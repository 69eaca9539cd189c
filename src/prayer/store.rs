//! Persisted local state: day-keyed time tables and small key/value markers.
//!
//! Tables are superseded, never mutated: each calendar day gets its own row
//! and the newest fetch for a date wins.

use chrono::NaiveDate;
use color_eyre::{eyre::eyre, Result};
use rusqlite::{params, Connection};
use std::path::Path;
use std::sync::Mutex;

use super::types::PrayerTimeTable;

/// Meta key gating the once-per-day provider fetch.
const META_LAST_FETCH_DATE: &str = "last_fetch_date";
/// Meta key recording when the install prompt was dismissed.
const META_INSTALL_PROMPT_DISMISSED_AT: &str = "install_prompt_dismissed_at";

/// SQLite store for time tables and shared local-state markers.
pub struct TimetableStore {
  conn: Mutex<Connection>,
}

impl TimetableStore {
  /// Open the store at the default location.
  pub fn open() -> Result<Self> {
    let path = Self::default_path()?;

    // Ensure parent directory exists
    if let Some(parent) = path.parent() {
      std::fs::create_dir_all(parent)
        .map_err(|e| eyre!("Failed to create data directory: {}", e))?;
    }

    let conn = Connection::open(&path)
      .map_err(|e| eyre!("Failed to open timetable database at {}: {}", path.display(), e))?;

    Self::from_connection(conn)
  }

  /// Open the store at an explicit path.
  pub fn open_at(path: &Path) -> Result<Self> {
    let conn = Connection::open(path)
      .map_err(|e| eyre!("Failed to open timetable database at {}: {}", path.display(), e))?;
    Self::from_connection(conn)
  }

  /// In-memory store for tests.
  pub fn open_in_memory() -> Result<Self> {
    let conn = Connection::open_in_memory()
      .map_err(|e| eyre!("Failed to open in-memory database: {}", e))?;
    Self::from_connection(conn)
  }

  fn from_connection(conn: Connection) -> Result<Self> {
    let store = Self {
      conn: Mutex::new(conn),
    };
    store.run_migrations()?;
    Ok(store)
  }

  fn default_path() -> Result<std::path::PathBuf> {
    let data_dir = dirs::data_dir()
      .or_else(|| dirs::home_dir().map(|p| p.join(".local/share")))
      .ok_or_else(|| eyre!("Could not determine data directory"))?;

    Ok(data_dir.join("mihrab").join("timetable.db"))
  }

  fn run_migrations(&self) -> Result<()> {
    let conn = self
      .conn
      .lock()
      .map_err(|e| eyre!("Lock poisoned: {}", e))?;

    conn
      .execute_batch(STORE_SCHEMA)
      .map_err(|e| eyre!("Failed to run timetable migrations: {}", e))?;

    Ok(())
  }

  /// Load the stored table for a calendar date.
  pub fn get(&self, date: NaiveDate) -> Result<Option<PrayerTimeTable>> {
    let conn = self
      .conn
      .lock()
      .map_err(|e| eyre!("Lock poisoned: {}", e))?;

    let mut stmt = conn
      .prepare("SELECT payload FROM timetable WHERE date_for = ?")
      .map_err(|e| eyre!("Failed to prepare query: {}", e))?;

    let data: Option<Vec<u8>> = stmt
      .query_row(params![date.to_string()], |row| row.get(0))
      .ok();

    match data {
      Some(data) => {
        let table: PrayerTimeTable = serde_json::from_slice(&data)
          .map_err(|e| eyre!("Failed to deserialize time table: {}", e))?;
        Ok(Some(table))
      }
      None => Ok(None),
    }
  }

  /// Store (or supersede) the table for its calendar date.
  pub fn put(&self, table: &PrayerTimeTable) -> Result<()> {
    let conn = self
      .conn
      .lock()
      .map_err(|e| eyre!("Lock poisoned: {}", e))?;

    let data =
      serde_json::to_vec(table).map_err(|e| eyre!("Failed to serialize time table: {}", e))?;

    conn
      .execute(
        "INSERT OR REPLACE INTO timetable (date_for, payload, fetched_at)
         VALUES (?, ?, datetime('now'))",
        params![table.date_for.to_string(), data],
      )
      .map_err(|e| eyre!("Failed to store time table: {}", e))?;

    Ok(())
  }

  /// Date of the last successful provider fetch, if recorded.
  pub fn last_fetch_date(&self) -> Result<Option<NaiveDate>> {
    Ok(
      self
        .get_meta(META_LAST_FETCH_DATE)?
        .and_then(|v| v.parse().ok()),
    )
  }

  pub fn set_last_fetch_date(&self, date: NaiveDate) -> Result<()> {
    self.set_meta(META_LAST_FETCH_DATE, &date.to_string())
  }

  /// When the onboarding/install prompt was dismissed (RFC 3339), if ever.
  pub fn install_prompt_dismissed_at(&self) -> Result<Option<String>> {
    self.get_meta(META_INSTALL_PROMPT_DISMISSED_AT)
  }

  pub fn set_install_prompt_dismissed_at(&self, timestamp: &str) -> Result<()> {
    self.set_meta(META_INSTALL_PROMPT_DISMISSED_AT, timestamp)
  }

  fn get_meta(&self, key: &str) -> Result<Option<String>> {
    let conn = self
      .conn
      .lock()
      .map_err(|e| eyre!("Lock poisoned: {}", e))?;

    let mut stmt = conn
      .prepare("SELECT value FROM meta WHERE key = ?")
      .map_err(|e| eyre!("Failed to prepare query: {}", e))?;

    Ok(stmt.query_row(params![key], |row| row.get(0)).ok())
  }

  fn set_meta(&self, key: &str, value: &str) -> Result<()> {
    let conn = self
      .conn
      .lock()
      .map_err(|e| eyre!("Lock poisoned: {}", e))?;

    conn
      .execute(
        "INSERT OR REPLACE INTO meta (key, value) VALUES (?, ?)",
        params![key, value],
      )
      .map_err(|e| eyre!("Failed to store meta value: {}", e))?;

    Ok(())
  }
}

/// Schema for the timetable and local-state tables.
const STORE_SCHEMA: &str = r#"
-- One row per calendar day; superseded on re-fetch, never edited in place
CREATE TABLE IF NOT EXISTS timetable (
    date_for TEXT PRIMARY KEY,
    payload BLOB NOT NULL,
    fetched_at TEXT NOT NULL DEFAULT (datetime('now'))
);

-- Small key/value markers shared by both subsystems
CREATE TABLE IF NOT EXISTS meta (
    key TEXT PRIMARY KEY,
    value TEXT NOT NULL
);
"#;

[Your goal]
Which lines above contain the word "const"? Copy each of them.

[Exercise result]
const META_LAST_FETCH_DATE: &str = "last_fetch_date";
const META_INSTALL_PROMPT_DISMISSED_AT: &str = "install_prompt_dismissed_at";
const STORE_SCHEMA: &str = r#"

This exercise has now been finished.